New rule: Books that are short on good ideas should only get short reviews. And so that’s what we’re serving up today — a short review of Andrew Keen’s The Cult of the Amateur: How the Democratization of the Digital World is Assaulting Our Culture.
Keen’s argument can essentially be boiled down to this: Web 2.0 has brought us blogs, Youtube-style video, Wikipedia and other platforms that promote user-generated content, and it’s all killing our Culture. Hacks are now cranking out “an endless digital forest of mediocrity;” “the professional is being replaced by the amateur… the Harvard professor by the unschooled populace;” “kids can’t tell the difference between credible news by objective professional journalists and what they read on joeshmoe.blogspot.com;” “every posting is just another person’s version of the truth;” with the net result being that in “today’s culture of the amateur, the monkeys are running the show.” Using his own words, that’s the gist of Keen’s argument.
You’d think that by positioning himself as the defender of high culture and cultural authority, Keen would uphold his end of the bargain. That is, you’d expect him to offer us a nuanced, carefully-crafted look at the uses and abuses of Web 2.0. But that is not what you get here. Missing the mark, The Cult of the Amateur is long on hyperbolic rhetoric (see above) and short on subtle thinking and balance. It stretches out arguments that ought to fill a 15 page article to 215 pages, and reiterates the same points again and again. (Although targeted to the business community, the book places no premium on efficiency.) And then you have sprinkled in various dilettantish references to philosophers (Marx, Rousseau, Habermas, etc.), coupled with sloppy readings of other contemporary media observers.
The ultimate irony is that Keen’s polemic against amateur content comes off as strangely amateurish. It’s mostly operating at the same level as the very blogosphere he’s attacking. And this impression only gets confirmed by his admission in the acknowledgments: “I confess that, as a writer, I remain a bit of an amateur. This is my first book, and I’m still learning the craft of this complex business.” Apparently, the divide between traditional media and digital media, between high culture and low culture, is not as real and impermeable as Keen would have us believe.
If anyone wants my copy of Keen’s book, just let me know. I will send it anywhere in the US at book rate. But be warned that it has some illegible marginalia, and my kid doodled on one page (page 40), unbeknownst to me. But think of it this way: You get what you don’t pay for. Our email address is in the banner above. First come, first served.
Thanks for the offer but I don’t need to read the book. I’ve listened to several podcast interviews with Keen and from them received enough of his “hyperbolic rhetoric”.
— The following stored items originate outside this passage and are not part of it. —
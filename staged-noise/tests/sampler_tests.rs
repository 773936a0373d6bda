use approx::assert_relative_eq;
use candle_core::{Device, Tensor};
use staged_noise::latent::Latent;
use staged_noise::staged_sampler::{inject_step, StagedSampleArgs, StagedSampler};
use staged_noise::traits::{Denoiser, GuidanceFn, GuidancePatch, SampleSpec};
use std::cell::RefCell;
use std::sync::Arc;

#[derive(Clone)]
struct StubModel {
    patched: bool,
}

impl GuidancePatch for StubModel {
    fn with_guidance(&self, _guidance: Arc<dyn GuidanceFn>) -> Self {
        StubModel { patched: true }
    }
}

#[derive(Debug, Clone, PartialEq)]
struct RecordedCall {
    cfg: f64,
    denoise: f64,
    start_step: usize,
    last_step: usize,
    force_full_denoise: bool,
    patched: bool,
    latent_dims: (usize, usize, usize, usize),
    latent_first: f32,
}

/// Denoiser stub that records every call and adds 1.0 to the latent
struct StubDenoiser {
    calls: RefCell<Vec<RecordedCall>>,
}

impl StubDenoiser {
    fn new() -> Self {
        Self {
            calls: RefCell::new(Vec::new()),
        }
    }
}

impl Denoiser for StubDenoiser {
    type Model = StubModel;
    type Conditioning = ();

    fn sample(
        &self,
        model: &StubModel,
        spec: &SampleSpec<'_>,
        _positive: &Self::Conditioning,
        _negative: &Self::Conditioning,
        latent: &Latent,
    ) -> anyhow::Result<Latent> {
        let first = latent
            .samples
            .flatten_all()?
            .to_vec1::<f32>()?[0];
        self.calls.borrow_mut().push(RecordedCall {
            cfg: spec.cfg,
            denoise: spec.denoise,
            start_step: spec.start_step,
            last_step: spec.last_step,
            force_full_denoise: spec.force_full_denoise,
            patched: model.patched,
            latent_dims: latent.samples.dims4()?,
            latent_first: first,
        });
        Ok(Latent::non_empty(latent.samples.affine(1., 1.)?))
    }
}

fn base_args<'a, D: Denoiser<Model = StubModel, Conditioning = ()>>(
    model: &'a StubModel,
    latent_image: &'a Latent,
) -> StagedSampleArgs<'a, D> {
    StagedSampleArgs {
        model,
        seed: 7,
        steps: 30,
        cfg: 8.0,
        cfg_noise: 7.5,
        sampler_name: "euler",
        scheduler: "normal",
        positive: &(),
        negative: &(),
        latent_image,
        noise_strength: 0.5,
        latent_noise: None,
        mask: None,
        inject_time: 0.5,
        denoise: 1.0,
    }
}

fn ones_latent(n: usize, c: usize, h: usize, w: usize) -> Latent {
    Latent::non_empty(Tensor::full(1.0_f32, (n, c, h, w), &Device::Cpu).expect("latent"))
}

#[test]
fn inject_step_rounding() {
    assert_eq!(inject_step(30, 0.5), 15);
    assert_eq!(inject_step(10, 0.33), 3);
    assert_eq!(inject_step(10, 0.0), 0);
    assert_eq!(inject_step(10, 1.0), 10);
}

#[test]
fn inject_step_rounds_ties_to_even() {
    assert_eq!(inject_step(5, 0.5), 2);
    assert_eq!(inject_step(7, 0.5), 4);
    assert_eq!(inject_step(9, 0.5), 4);
    assert_eq!(inject_step(5, 0.25), 1);
}

#[test]
fn degraded_run_is_two_phases_with_documented_ranges() -> anyhow::Result<()> {
    let denoiser = StubDenoiser::new();
    let sampler = StagedSampler::new(&denoiser);
    let model = StubModel { patched: false };
    let latent = Latent::zeros(1, 4, 8, 8)?;

    let result = sampler.sample(&base_args(&model, &latent))?;

    let calls = denoiser.calls.borrow();
    assert_eq!(calls.len(), 2);

    assert_eq!(calls[0].start_step, 0);
    assert_eq!(calls[0].last_step, 15);
    assert!(calls[0].force_full_denoise);
    assert_relative_eq!(calls[0].cfg, 8.0);

    assert_eq!(calls[1].start_step, 15);
    assert_eq!(calls[1].last_step, 30);
    assert!(!calls[1].force_full_denoise);
    assert_relative_eq!(calls[1].cfg, 7.5);

    // stub adds 1 per phase; without noise the blend passes phase A through
    let first = result.samples.flatten_all()?.to_vec1::<f32>()?[0];
    assert_relative_eq!(first, 2.0, epsilon = 1e-6);
    assert!(!result.empty);
    Ok(())
}

#[test]
fn empty_latent_with_mask_runs_a_fallback_pass() -> anyhow::Result<()> {
    let denoiser = StubDenoiser::new();
    let sampler = StagedSampler::new(&denoiser);
    let model = StubModel { patched: false };
    let latent = Latent::zeros(1, 4, 8, 8)?;
    let mask = Tensor::full(1.0_f32, (8, 8), &Device::Cpu)?;

    let mut args = base_args(&model, &latent);
    args.mask = Some(&mask);
    sampler.sample(&args)?;

    let calls = denoiser.calls.borrow();
    assert_eq!(calls.len(), 3);

    // the extra pass is a full denoise over the whole schedule
    assert_eq!(calls[1].start_step, 0);
    assert_eq!(calls[1].last_step, 30);
    assert_relative_eq!(calls[1].denoise, 1.0);
    Ok(())
}

#[test]
fn non_empty_latent_with_mask_seeds_phase_b_from_the_input() -> anyhow::Result<()> {
    let denoiser = StubDenoiser::new();
    let sampler = StagedSampler::new(&denoiser);
    let model = StubModel { patched: false };
    let latent = ones_latent(1, 4, 8, 8);
    let mask = Tensor::full(0.0_f32, (8, 8), &Device::Cpu)?;

    let mut args = base_args(&model, &latent);
    args.mask = Some(&mask);
    let result = sampler.sample(&args)?;

    let calls = denoiser.calls.borrow();
    assert_eq!(calls.len(), 2);

    // phase B starts from the provided latent (value 1), not phase A's
    // output (value 2)
    assert_relative_eq!(calls[1].latent_first, 1.0, epsilon = 1e-6);

    // zero mask keeps the original content everywhere
    let first = result.samples.flatten_all()?.to_vec1::<f32>()?[0];
    assert_relative_eq!(first, 1.0, epsilon = 1e-6);
    Ok(())
}

#[test]
fn noise_latent_is_blended_at_noise_strength() -> anyhow::Result<()> {
    let denoiser = StubDenoiser::new();
    let sampler = StagedSampler::new(&denoiser);
    let model = StubModel { patched: false };
    let latent = Latent::zeros(1, 4, 8, 8)?;
    let noise = ones_latent(1, 4, 8, 8);

    let mut args = base_args(&model, &latent);
    args.latent_noise = Some(&noise);
    args.noise_strength = 0.25;
    sampler.sample(&args)?;

    let calls = denoiser.calls.borrow();
    // phase A output is 1 everywhere, noise is 1: 0.75 * 1 + 0.25 * 1
    assert_relative_eq!(calls[1].latent_first, 1.0, epsilon = 1e-6);

    // and with a zero noise latent: 0.75 * 1 + 0.25 * 0
    let denoiser = StubDenoiser::new();
    let sampler = StagedSampler::new(&denoiser);
    let zero_noise = Latent::zeros(1, 4, 8, 8)?;
    let mut args = base_args(&model, &latent);
    args.latent_noise = Some(&zero_noise);
    args.noise_strength = 0.25;
    sampler.sample(&args)?;
    assert_relative_eq!(
        denoiser.calls.borrow()[1].latent_first,
        0.75,
        epsilon = 1e-6
    );
    Ok(())
}

#[test]
fn mismatched_noise_shape_is_reconciled_to_the_seed() -> anyhow::Result<()> {
    let denoiser = StubDenoiser::new();
    let sampler = StagedSampler::new(&denoiser);
    let model = StubModel { patched: false };
    let latent = Latent::zeros(1, 4, 8, 8)?;
    let noise = ones_latent(1, 4, 4, 4);

    let mut args = base_args(&model, &latent);
    args.latent_noise = Some(&noise);
    sampler.sample(&args)?;

    let calls = denoiser.calls.borrow();
    assert_eq!(calls[1].latent_dims, (1, 4, 8, 8));
    Ok(())
}

#[test]
fn guidance_rescale_gate() -> anyhow::Result<()> {
    let model = StubModel { patched: false };
    let latent = Latent::zeros(1, 4, 8, 8)?;

    // cfg_noise = 8.05 rounds to 8.1 -> patched
    let denoiser = StubDenoiser::new();
    let sampler = StagedSampler::new(&denoiser);
    let mut args = base_args(&model, &latent);
    args.cfg_noise = 8.05;
    sampler.sample(&args)?;
    assert!(denoiser.calls.borrow()[1].patched);
    assert!(!denoiser.calls.borrow()[0].patched);

    // cfg_noise = 8.0 -> untouched model
    let denoiser = StubDenoiser::new();
    let sampler = StagedSampler::new(&denoiser);
    let mut args = base_args(&model, &latent);
    args.cfg_noise = 8.0;
    sampler.sample(&args)?;
    assert!(!denoiser.calls.borrow()[1].patched);
    Ok(())
}

#[test]
fn collaborator_errors_carry_phase_context() {
    struct FailingDenoiser;

    impl Denoiser for FailingDenoiser {
        type Model = StubModel;
        type Conditioning = ();

        fn sample(
            &self,
            _model: &StubModel,
            _spec: &SampleSpec<'_>,
            _positive: &(),
            _negative: &(),
            _latent: &Latent,
        ) -> anyhow::Result<Latent> {
            anyhow::bail!("device lost")
        }
    }

    let denoiser = FailingDenoiser;
    let sampler = StagedSampler::new(&denoiser);
    let model = StubModel { patched: false };
    let latent = Latent::zeros(1, 4, 8, 8).unwrap();

    let err = sampler.sample(&base_args(&model, &latent)).unwrap_err();
    let msg = format!("{:#}", err);
    assert!(msg.contains("phase A"), "unexpected error: {}", msg);
    assert!(msg.contains("device lost"), "unexpected error: {}", msg);
}
use candle_core::Tensor;
use rand::Rng;

/// Operations to sample random tensors through a caller-supplied
/// random source, so callers decide reproducibility
pub trait SampleOps {
    type Mat;
    type Scalar;

    /// standard Gaussian draws, elementwise
    fn rnorm<R: Rng>(shape: &[usize], rng: &mut R) -> anyhow::Result<Self::Mat>;

    /// uniform draws on `[lo, hi)`, elementwise
    fn runif<R: Rng>(
        shape: &[usize],
        lo: Self::Scalar,
        hi: Self::Scalar,
        rng: &mut R,
    ) -> anyhow::Result<Self::Mat>;
}

/// Spatial resampling of `(batch, channel, height, width)` tensors
pub trait ResampleOps {
    type Mat;

    fn resize_bilinear(&self, out_h: usize, out_w: usize) -> anyhow::Result<Self::Mat>;

    fn resize_bicubic(&self, out_h: usize, out_w: usize) -> anyhow::Result<Self::Mat>;
}

/// Reading off scalar summaries from a `Tensor`
pub trait ScalarStatOps {
    type Scalar;

    fn max_scalar(&self) -> anyhow::Result<Self::Scalar>;
    fn min_scalar(&self) -> anyhow::Result<Self::Scalar>;
    fn mean_scalar(&self) -> anyhow::Result<Self::Scalar>;
}

impl ScalarStatOps for Tensor {
    type Scalar = f32;

    fn max_scalar(&self) -> anyhow::Result<f32> {
        Ok(self.flatten_all()?.max(0)?.to_scalar::<f32>()?)
    }

    fn min_scalar(&self) -> anyhow::Result<f32> {
        Ok(self.flatten_all()?.min(0)?.to_scalar::<f32>()?)
    }

    fn mean_scalar(&self) -> anyhow::Result<f32> {
        Ok(self.flatten_all()?.mean(0)?.to_scalar::<f32>()?)
    }
}
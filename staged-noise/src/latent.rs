use candle_core::{Device, Tensor};

/// A codec-specific latent with explicit provenance
///
/// `empty` records whether the latent was created without content
/// (e.g. a fresh zero latent from an empty-latent node) as opposed to
/// holding an encoded image. The sampler branches on this flag instead
/// of rescanning tensor values.
#[derive(Debug, Clone)]
pub struct Latent {
    pub samples: Tensor,
    pub empty: bool,
}

impl Latent {
    /// a fresh zero latent of shape `(batch, channels, h, w)`
    pub fn zeros(batch: usize, channels: usize, h: usize, w: usize) -> anyhow::Result<Self> {
        let samples = Tensor::zeros(
            (batch, channels, h, w),
            candle_core::DType::F32,
            &Device::Cpu,
        )?;
        Ok(Self {
            samples,
            empty: true,
        })
    }

    /// Wrap an existing tensor, deriving `empty` from a one-time
    /// all-zero scan.
    ///
    /// Caveat: a legitimately all-zero latent that *does* carry content
    /// is misclassified as empty here; callers that know the provenance
    /// should use [`Latent::non_empty`] instead.
    pub fn from_samples(samples: Tensor) -> anyhow::Result<Self> {
        let max_abs = samples
            .abs()?
            .flatten_all()?
            .max(0)?
            .to_scalar::<f32>()?;
        Ok(Self {
            empty: max_abs == 0.,
            samples,
        })
    }

    /// Wrap an existing tensor known to carry content
    pub fn non_empty(samples: Tensor) -> Self {
        Self {
            samples,
            empty: false,
        }
    }

    pub fn clone_samples(&self) -> Tensor {
        self.samples.clone()
    }

    /// `(batch, channels, height, width)`
    pub fn dims(&self) -> anyhow::Result<(usize, usize, usize, usize)> {
        Ok(self.samples.dims4()?)
    }
}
His arguments are very simplistic, attempting to toss all “amateur” web content producers in the same trash bin. On the other end of things, Keel idolizes all “professional” content producers as if they are all of equal high quality.
Thanks also for recycling your copy. I’d hate to have someone else pay him more money for his ideas.
Talk about ‘polemic’ …
“the professional is being replaced by the amateur… the Harvard professor by the unschooled populace;”… with the amount of under 22 year olds with considerable followings on social media, who pontificate their opinions about any topic – and the huge amount of people who take their opinions as facts – I don’t understand how that is not a serious problem?
Savant syndrome notwithstanding, what possible qualifications and/or life experience can these hordes of posing, barely-out-of-adolescence parrots have to validate their opinions and warrant such following?
On the other hand, the more ill-informed people there are, the greater the chance of success for the ones not so ill-informed.